RTI’s SURGE-GARDs™ are used in many applications today that require limiting inrush current when power is applied to a system. The most popular application is the inrush protection of the AC current in switching power supplies (SPS). The primary reason for having surge current suppression in a SPS is to protect the diode bridge rectifier as the input or charging capacitor is initially charged. This capacitor draws significant current during the first half AC cycle and can subject the components in line with the capacitor to excessive current.

The inherent equivalent series resistance (ESR) of the capacitor provides very little protection for the diode bridge rectifier. Use of the proper SURGE-GARD™ will provide maximum current protection when the power supply is turned on and allow the design engineer to select lower peak current rated diode bridge rectifiers for use in their SPS.
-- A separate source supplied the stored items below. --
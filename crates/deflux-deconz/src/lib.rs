// SPDX-License-Identifier: Apache-2.0 OR MIT
// Copyright (c) 2025-2026 naskel.com

//! deCONZ gateway client
//!
//! The parts of the deCONZ REST and websocket APIs needed to stream sensor
//! state changes:
//! - REST session (`Api`): sensor list, gateway config, websocket port
//! - Discovery through the Phoscon service
//! - Pairing to obtain an API key
//! - Websocket readers producing [`SensorEvent`]s
//!
//! ```text
//! Api --websocket_url--> EventReader --> SensorEventReader --> mpsc::Sender<SensorEvent>
//! ```

pub mod api;
pub mod config;
pub mod discovery;
pub mod error;
pub mod event;
pub mod pairing;
pub mod reader;
pub mod sensor;

pub use api::{Api, GatewayConfig};
pub use config::DeconzConfig;
pub use discovery::{discover, DiscoveredGateway, DISCOVERY_URL};
pub use error::DeconzError;
pub use event::Event;
pub use pairing::pair;
pub use reader::{EventReader, SensorEventReader};
pub use sensor::{sensor_kind, Sensor, SensorEvent, Sensors};
// SPDX-License-Identifier: Apache-2.0 OR MIT
// Copyright (c) 2025-2026 naskel.com

//! REST session against the gateway.

use crate::config::DeconzConfig;
use crate::error::{DeconzError, Result};
use crate::sensor::{parse_sensors, Sensors};
use reqwest::{Client, Url};
use serde::Deserialize;
use std::time::Duration;

/// Subset of `GET /api/<key>/config` used by the client.
#[derive(Debug, Clone, PartialEq, Deserialize)]
pub struct GatewayConfig {
    #[serde(default)]
    pub name: Option<String>,
    #[serde(default, rename = "swversion")]
    pub sw_version: Option<String>,
    #[serde(rename = "websocketport")]
    pub websocket_port: u16,
}

/// Authenticated REST session.
#[derive(Debug, Clone)]
pub struct Api {
    client: Client,
    base: Url,
    api_key: String,
}

impl Api {
    pub fn new(config: &DeconzConfig) -> Result<Self> {
        let client = Client::builder()
            .timeout(Duration::from_secs(10))
            .build()?;
        Self::with_client(client, config)
    }

    /// Build a session sharing an existing HTTP client.
    pub fn with_client(client: Client, config: &DeconzConfig) -> Result<Self> {
        let base = Url::parse(&config.addr).map_err(|e| DeconzError::InvalidAddress {
            addr: config.addr.clone(),
            reason: e.to_string(),
        })?;
        if base.host_str().is_none() {
            return Err(DeconzError::InvalidAddress {
                addr: config.addr.clone(),
                reason: "missing host".to_string(),
            });
        }

        Ok(Self {
            client,
            base,
            api_key: config.api_key.clone(),
        })
    }

    /// Configured gateway address.
    pub fn addr(&self) -> &Url {
        &self.base
    }

    /// `<addr>/<key>/<resource>`
    fn resource_url(&self, resource: &str) -> Result<Url> {
        let url = format!(
            "{}/{}/{}",
            self.base.as_str().trim_end_matches('/'),
            self.api_key,
            resource
        );
        Url::parse(&url).map_err(|e| DeconzError::InvalidAddress {
            addr: url,
            reason: e.to_string(),
        })
    }

    async fn get(&self, resource: &str) -> Result<String> {
        let url = self.resource_url(resource)?;
        let response = self.client.get(url).send().await?;

        let status = response.status();
        let body = response.text().await?;
        if !status.is_success() {
            return Err(DeconzError::Status {
                status: status.as_u16(),
                body,
            });
        }
        Ok(body)
    }

    /// All sensors known to the gateway.
    pub async fn sensors(&self) -> Result<Sensors> {
        let body = self.get("sensors").await?;
        let sensors = parse_sensors(&body)?;
        tracing::debug!(count = sensors.len(), "fetched sensor list");
        Ok(sensors)
    }

    pub async fn gateway_config(&self) -> Result<GatewayConfig> {
        let body = self.get("config").await?;
        Ok(serde_json::from_str(&body)?)
    }

    /// Websocket endpoint announced by the gateway.
    pub async fn websocket_url(&self) -> Result<Url> {
        let config = self.gateway_config().await?;
        self.websocket_url_for(config.websocket_port)
    }

    /// `ws://<gateway host>:<port>`
    fn websocket_url_for(&self, port: u16) -> Result<Url> {
        let host = self.base.host().ok_or_else(|| DeconzError::InvalidAddress {
            addr: self.base.to_string(),
            reason: "missing host".to_string(),
        })?;
        let url = format!("ws://{}:{}", host, port);
        Url::parse(&url).map_err(|e| DeconzError::InvalidAddress {
            addr: url,
            reason: e.to_string(),
        })
    }
}
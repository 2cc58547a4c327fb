// SPDX-License-Identifier: Apache-2.0 OR MIT
// Copyright (c) 2025-2026 naskel.com

//! Websocket event readers.
//!
//! `EventReader` yields raw gateway notifications. `SensorEventReader`
//! filters them down to sensor state changes and resolves the sensor
//! behind each one.

use crate::api::Api;
use crate::error::{DeconzError, Result};
use crate::event::Event;
use crate::sensor::{Sensor, SensorEvent, Sensors};
use futures::StreamExt;
use reqwest::Url;
use std::collections::HashSet;
use tokio::net::TcpStream;
use tokio::sync::mpsc;
use tokio_tungstenite::tungstenite::Message;
use tokio_tungstenite::{connect_async, MaybeTlsStream, WebSocketStream};

/// Raw websocket notification reader.
pub struct EventReader {
    stream: WebSocketStream<MaybeTlsStream<TcpStream>>,
    url: Url,
}

impl EventReader {
    /// Open the websocket connection.
    pub async fn dial(url: &Url) -> Result<Self> {
        let (stream, _response) = connect_async(url.as_str()).await?;
        tracing::debug!(url = %url, "websocket connected");
        Ok(Self {
            stream,
            url: url.clone(),
        })
    }

    pub fn url(&self) -> &Url {
        &self.url
    }

    /// Next notification from the gateway.
    ///
    /// Malformed frames are skipped. A close frame or the end of the stream
    /// is reported as [`DeconzError::StreamClosed`].
    pub async fn next_event(&mut self) -> Result<Event> {
        while let Some(message) = self.stream.next().await {
            match message? {
                Message::Text(text) => match serde_json::from_str::<Event>(&text) {
                    Ok(event) => return Ok(event),
                    Err(e) => tracing::warn!("ignoring malformed gateway message: {}", e),
                },
                Message::Close(frame) => {
                    let reason = frame
                        .map(|f| format!("{} {}", f.code, f.reason))
                        .unwrap_or_else(|| "close frame".to_string());
                    return Err(DeconzError::StreamClosed(reason));
                }
                // pings are answered by tungstenite itself
                _ => {}
            }
        }
        Err(DeconzError::StreamClosed("connection ended".to_string()))
    }
}

/// Turns gateway notifications into [`SensorEvent`]s.
pub struct SensorEventReader {
    reader: EventReader,
    api: Option<Api>,
    sensors: Sensors,
    /// Ids still missing after a refresh.
    unknown: HashSet<String>,
}

impl SensorEventReader {
    /// `api` is used to refresh the sensor list when an unknown sensor
    /// reports; without it unknown sensors are skipped.
    pub fn new(reader: EventReader, api: Option<Api>, sensors: Sensors) -> Self {
        Self {
            reader,
            api,
            sensors,
            unknown: HashSet::new(),
        }
    }

    /// Forward sensor events into `tx` until the stream fails.
    ///
    /// `send` waits for the consumer, so a slow consumer pauses reading
    /// from the gateway. Returns `Ok(())` only when the consumer went away.
    pub async fn run(mut self, tx: mpsc::Sender<SensorEvent>) -> Result<()> {
        tracing::debug!(
            url = %self.reader.url(),
            sensors = self.sensors.len(),
            "sensor event reader started"
        );

        loop {
            let event = self.reader.next_event().await?;
            let Some((id, state)) = event.sensor_state() else {
                continue;
            };

            let Some(sensor) = self.lookup(id).await else {
                tracing::warn!(id, "event for unknown sensor skipped");
                continue;
            };

            if tx.send(SensorEvent::new(&sensor, state.clone())).await.is_err() {
                tracing::debug!("sensor event consumer dropped, reader stopping");
                return Ok(());
            }
        }
    }

    /// Find a sensor, refreshing the list once per unknown id.
    async fn lookup(&mut self, id: &str) -> Option<Sensor> {
        if let Some(sensor) = self.sensors.get(id) {
            return Some(sensor.clone());
        }
        if self.unknown.contains(id) {
            return None;
        }

        let api = self.api.as_ref()?;
        match api.sensors().await {
            Ok(sensors) => {
                tracing::info!(count = sensors.len(), "sensor list refreshed");
                self.sensors = sensors;
                self.unknown.retain(|known| !self.sensors.contains_key(known));
            }
            Err(e) => tracing::warn!("unable to refresh sensor list: {}", e),
        }

        let found = self.sensors.get(id).cloned();
        if found.is_none() {
            self.unknown.insert(id.to_string());
        }
        found
    }
}
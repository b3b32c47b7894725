//! Main server implementation for the Barista API

use crate::{
    api,
    config::Config,
    error::{ApiError, Result},
    persistence::DrinkStore,
};
use axum::Router;
use std::sync::Arc;
use tokio::signal;
use tower::ServiceBuilder;
use tower_http::{
    cors::{Any, CorsLayer},
    timeout::TimeoutLayer,
    trace::TraceLayer,
};
use tracing::{info, warn};

/// Main server structure
pub struct Server {
    config: Arc<Config>,
    app: Router,
}

/// Shared application state
#[derive(Clone)]
pub struct AppState {
    /// Application configuration, including the environment record
    pub config: Arc<Config>,

    /// Drink catalog store
    pub store: DrinkStore,
}

impl Server {
    /// Create a new server instance
    pub async fn new(config: Config) -> Result<Self> {
        info!("Initializing Barista API server");

        config.validate()?;
        let config = Arc::new(config);

        let store = DrinkStore::new(&config.database.url, config.database.max_connections).await?;
        if config.database.reset_on_start {
            warn!("database.reset_on_start is set, dropping and recreating the drink schema");
            store.reset().await?;
        }

        let state = AppState {
            config: config.clone(),
            store,
        };

        let app = Self::build_router(state);

        Ok(Self { config, app })
    }

    /// Build the application router with all routes and middleware
    fn build_router(state: AppState) -> Router {
        // The web frontend is served from a different origin
        let cors = CorsLayer::new()
            .allow_origin(Any)
            .allow_methods(Any)
            .allow_headers(Any);

        let middleware = ServiceBuilder::new()
            .layer(TraceLayer::new_for_http())
            .layer(TimeoutLayer::new(state.config.request_timeout()))
            .layer(cors);

        let mut app = Router::new().merge(api::routes());
        if !state.config.environment.production {
            app = app.merge(api::docs_routes());
        }

        app.layer(middleware).with_state(state)
    }

    /// Run the server until shutdown signal
    pub async fn run(self) -> Result<()> {
        let addr = self.config.server.bind_address;

        info!("Starting HTTP server on {}", addr);

        let listener = tokio::net::TcpListener::bind(addr)
            .await
            .map_err(|e| ApiError::Internal {
                message: format!("Failed to bind to address {addr}: {e}"),
            })?;

        info!("Barista API listening on {}", addr);

        axum::serve(listener, self.app)
            .with_graceful_shutdown(shutdown_signal())
            .await
            .map_err(|e| ApiError::Internal {
                message: format!("Server error: {e}"),
            })?;

        Ok(())
    }
}

/// Shutdown signal handler
async fn shutdown_signal() {
    let ctrl_c = async {
        signal::ctrl_c()
            .await
            .expect("failed to install Ctrl+C handler");
    };

    #[cfg(unix)]
    let terminate = async {
        signal::unix::signal(signal::unix::SignalKind::terminate())
            .expect("failed to install signal handler")
            .recv()
            .await;
    };

    #[cfg(not(unix))]
    let terminate = std::future::pending::<()>();

    tokio::select! {
        _ = ctrl_c => {
            warn!("Received Ctrl+C, shutting down");
        },
        _ = terminate => {
            warn!("Received terminate signal, shutting down");
        },
    }
}
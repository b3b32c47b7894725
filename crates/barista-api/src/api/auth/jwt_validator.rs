//! JWT validation against the auth provider's JWKS
//!
//! Bearer tokens are RS256-signed by the external auth provider. The
//! provider publishes its public keys as a JSON Web Key Set; validation
//! fetches that set (cached with a TTL), picks the key named by the token
//! header's `kid`, and checks signature, expiry, audience, and issuer.

use crate::config::AuthProviderSettings;
use crate::error::{ApiError, Result};
use jsonwebtoken::{decode, decode_header, Algorithm, DecodingKey, Validation};
use moka::future::Cache;
use once_cell::sync::Lazy;
use serde::{Deserialize, Serialize};
use serde_json::Value;
use std::collections::HashMap;
use std::sync::Arc;
use std::time::Duration;
use tracing::{debug, warn};

/// JSON Web Key Set structure
#[derive(Debug, Clone, Serialize, Deserialize)]
pub struct JwkSet {
    pub keys: Vec<Jwk>,
}

impl JwkSet {
    /// Find a key by its key id.
    pub fn find(&self, kid: &str) -> Option<&Jwk> {
        self.keys.iter().find(|k| k.kid.as_deref() == Some(kid))
    }
}

/// JSON Web Key structure
#[derive(Debug, Clone, Serialize, Deserialize)]
pub struct Jwk {
    pub kty: String,
    pub kid: Option<String>,
    pub alg: Option<String>,
    #[serde(rename = "use")]
    pub key_use: Option<String>,
    pub n: Option<String>,
    pub e: Option<String>,
    #[serde(flatten)]
    pub other: HashMap<String, Value>,
}

/// Global JWKS cache with TTL support, keyed by JWKS URL
static JWKS_CACHE: Lazy<Cache<String, Arc<JwkSet>>> = Lazy::new(|| {
    Cache::builder()
        .time_to_live(Duration::from_secs(3600))
        .max_capacity(16)
        .build()
});

/// JWT claims validated by this service
#[derive(Debug, Clone, Serialize, Deserialize)]
pub struct Claims {
    /// Subject (user identifier)
    pub sub: String,
    /// Audience (intended recipient of the token); string or array
    pub aud: Value,
    /// Issuer (who issued the token)
    pub iss: String,
    /// Expiration time (Unix timestamp)
    pub exp: u64,
    /// Issued at (Unix timestamp)
    #[serde(default)]
    pub iat: Option<u64>,
    /// RBAC grants carried by the token
    #[serde(default)]
    pub permissions: Vec<String>,
    /// Custom claims
    #[serde(flatten)]
    pub custom: HashMap<String, Value>,
}

/// Decode a token header and return its key id.
///
/// Pure and cheap; callers use it to reject malformed tokens before
/// touching the network.
pub fn decode_header_kid(token: &str) -> Result<String> {
    let header = decode_header(token).map_err(|e| ApiError::Authentication {
        message: format!("malformed token header: {e}"),
    })?;

    header.kid.ok_or_else(|| ApiError::Authentication {
        message: "token header is missing a key id".to_string(),
    })
}

/// Fetch the provider's JWKS, consulting the TTL cache first.
pub async fn fetch_jwks(settings: &AuthProviderSettings) -> Result<Arc<JwkSet>> {
    let jwks_url = settings.jwks_url();

    if let Some(cached) = JWKS_CACHE.get(&jwks_url).await {
        debug!("using cached JWKS for {jwks_url}");
        return Ok(cached);
    }

    debug!("fetching JWKS from {jwks_url}");
    let client = reqwest::Client::builder()
        .timeout(Duration::from_secs(30))
        .connect_timeout(Duration::from_secs(10))
        .build()?;

    let response = client
        .get(&jwks_url)
        .header("User-Agent", concat!("barista-api/", env!("CARGO_PKG_VERSION")))
        .send()
        .await?;

    if !response.status().is_success() {
        return Err(ApiError::Authentication {
            message: format!("JWKS endpoint returned {}", response.status()),
        });
    }

    let jwks: JwkSet = response.json().await?;
    if jwks.keys.is_empty() {
        return Err(ApiError::Authentication {
            message: "JWKS contains no keys".to_string(),
        });
    }

    debug!("fetched JWKS with {} keys", jwks.keys.len());

    let jwks = Arc::new(jwks);
    JWKS_CACHE.insert(jwks_url, jwks.clone()).await;

    Ok(jwks)
}

/// Validate a token's signature, expiry, and audience against the JWKS,
/// returning its claims.
pub fn validate_token(
    token: &str,
    jwks: &JwkSet,
    settings: &AuthProviderSettings,
) -> Result<Claims> {
    let kid = decode_header_kid(token)?;

    let jwk = jwks.find(&kid).ok_or_else(|| ApiError::Authentication {
        message: format!("no matching key found for key id {kid}"),
    })?;

    if jwk.kty != "RSA" {
        return Err(ApiError::Authentication {
            message: format!("unsupported key type: {}", jwk.kty),
        });
    }

    let n = jwk.n.as_ref().ok_or_else(|| ApiError::Authentication {
        message: "RSA key is missing its modulus".to_string(),
    })?;
    let e = jwk.e.as_ref().ok_or_else(|| ApiError::Authentication {
        message: "RSA key is missing its exponent".to_string(),
    })?;

    let decoding_key =
        DecodingKey::from_rsa_components(n, e).map_err(|e| ApiError::Authentication {
            message: format!("invalid RSA key material: {e}"),
        })?;

    let mut validation = Validation::new(Algorithm::RS256);
    validation.set_audience(&[settings.audience.as_str()]);

    let token_data =
        decode::<Claims>(token, &decoding_key, &validation).map_err(|e| match e.kind() {
            jsonwebtoken::errors::ErrorKind::ExpiredSignature => ApiError::Authentication {
                message: "token expired".to_string(),
            },
            jsonwebtoken::errors::ErrorKind::InvalidAudience => ApiError::Authentication {
                message: "token not issued for this audience".to_string(),
            },
            _ => ApiError::Authentication {
                message: format!("token validation failed: {e}"),
            },
        })?;

    debug!("token validated for subject {}", token_data.claims.sub);

    Ok(token_data.claims)
}

/// Verify that the token audience matches the expected audience.
///
/// Providers issue tokens with a single audience (string) or multiple
/// audiences (array); both forms are accepted.
pub fn verify_audience(claims: &Claims, expected: &str) -> Result<()> {
    let found = match &claims.aud {
        Value::String(aud) => aud == expected,
        Value::Array(audiences) => audiences
            .iter()
            .any(|aud| aud.as_str() == Some(expected)),
        _ => {
            warn!("token carries an audience claim that is neither string nor array");
            return Err(ApiError::Authentication {
                message: "invalid audience format in token claims".to_string(),
            });
        }
    };

    if found {
        Ok(())
    } else {
        warn!("audience mismatch: expected {expected}, got {:?}", claims.aud);
        Err(ApiError::Authentication {
            message: "token not issued for this audience".to_string(),
        })
    }
}

/// Verify that the token issuer matches the expected issuer.
pub fn verify_issuer(claims: &Claims, expected: &str) -> Result<()> {
    if claims.iss == expected {
        Ok(())
    } else {
        warn!("issuer mismatch: expected {expected}, got {}", claims.iss);
        Err(ApiError::Authentication {
            message: "token issued by an unexpected provider".to_string(),
        })
    }
}

/// Full verification of a bearer token against the provider settings:
/// JWKS fetch, signature and expiry, audience, issuer.
pub async fn verify_bearer_token(
    token: &str,
    settings: &AuthProviderSettings,
) -> Result<Claims> {
    // Reject malformed tokens before touching the network
    decode_header_kid(token)?;

    let jwks = fetch_jwks(settings).await?;
    let claims = validate_token(token, &jwks, settings)?;

    verify_issuer(&claims, &settings.issuer())?;
    verify_audience(&claims, &settings.audience)?;

    Ok(claims)
}

/// Clear the JWKS cache; used when provider keys are rotated and in tests.
pub async fn clear_jwks_cache() {
    JWKS_CACHE.invalidate_all();
    debug!("JWKS cache cleared");
}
If the resistance of one SURGE-GARD™ does not provide sufficient inrush current limiting for an existing application, two or more may be used in series or in separate legs of the power supply circuit. SURGE-GARDs™ should not be used in parallel since one unit will tend to conduct nearly all the current available. SURGE-GARDs™ may be used in the AC input side or in the circuit on the DC line between the charging capacitors and the diode bridge rectifier circuit. (Reference Figure A)

SURGE-GARD Features

  • Lowers rectifier cost by reducing required peak forward surge current rating
  • Reduces Noise
  • Reduces Fuse Failures
  • High Current Capacity

Installation Options

  • Thru-Hole Leads
  • Insulated/Un-insulated
  • Standoffs
  • Preformed Leads. Refer to Figure D

Selection Procedure

  • Calculate IMAX
  • Calculate R@25°C
  • Select SURGE-GARD specified to handle the input energy & maximum current with a R@25°C value capable of limiting the inrush current
  • Evaluate Joules Rating
  • Calculate the SURGE-GARD™ resistance at IOP using the ‘M’ curve in Figure B
  • Check Figure C if de-rating is required for high ambient operating temperature
  • Evaluate Joules Rating
.

Selection Considerations for SURGE-GARDs™

  • IMAX – The first critical consideration in the selection of a SURGE-GARD™ is the maximum steady state current (AC or DC) of the power supply.SURGE-GARDs™ are rated for maximum continuous current. The input power (Pin) is calculated as Pin = Pout/efficiency. In the case of a 75 Watt SPS with 0.70 efficiency, 100% load is calculated to be 107.14 Watts. The maximum input current is at the minimum input voltage. The effective input current (Ie) is equal to the maximum load divided by the minimum input voltage. In this case, a 75 Watt SPS, Ie= Pin/Vin(low)= 107.14 Watts/90 Volts = 1.2 Amps. Therefore, the SURGE-GARD™ must have an IMAX rating of at least 1.2 Amps.

 

  • R@25°C. – The second step is to determine the minimum R value of theSURGE-GARD™ to be selected that will limit the one cycle maximum current rating of the diode bridge rectifier to 50% of its rating to ensure adequate surge protection. Several additional calculations must be made to determine the estimated resistance value required at the point in time of the maximum current surge. RTI provides for a maximum AC voltage rating of 265V RMS on most SURGE-GARDs™. (Reference the Specifications) If the desired maximum inrush current is less than 100 Amps (50% of the diode bridge with a peak current rating of 200 Amps), then solving for R would produce a value of 2.65 ohms. If the MAX Operating Temperatures other than 25°C then the zero power resistance value must be calculated using the NTC Resistance/Temperature Conversion Tables.

 

  • Select a SURGE-GARD™ – The third requirement is to select a SURGE-GARD™ from the specifications. First find the column labeled R@25°C. The resistance values are listed in ascending order. If the exact R value calculated is not listed round up to the next highest R value. In this example that would be a 6 ohm, 5 Amp part, number SG418. Notice that the current rating is higher than required. This current rating is mass dependent therefore the part would be larger in size than the circuit requires. Continue down the column until the closest current rating is located. In this case it would be a 10 ohm, 3 Amp rated part, number SG220. This would be the selected SURGE-GARD™ of choice.

 

  • Evaluate Joules Rating – The fourth step is to review the amount of energy that can be absorbed or dissipated by a SURGE-GARD™ before a failure may occur. The SURGE-GARD™ devices are rated in Joules. In order to calculate the Joules rating the input capacitor value must be specified. Assume that the input capacitor is 220µf. The instantaneous energy is equal to one half times the capacitance of the capacitor plus its tolerance times the peak voltage squared. In this example, Ei = 0.5 (220 (+/-Tol)10-6*(265*1.414)2=15.44 J (nominal). The Joules rating for the SG220 selected is 17J.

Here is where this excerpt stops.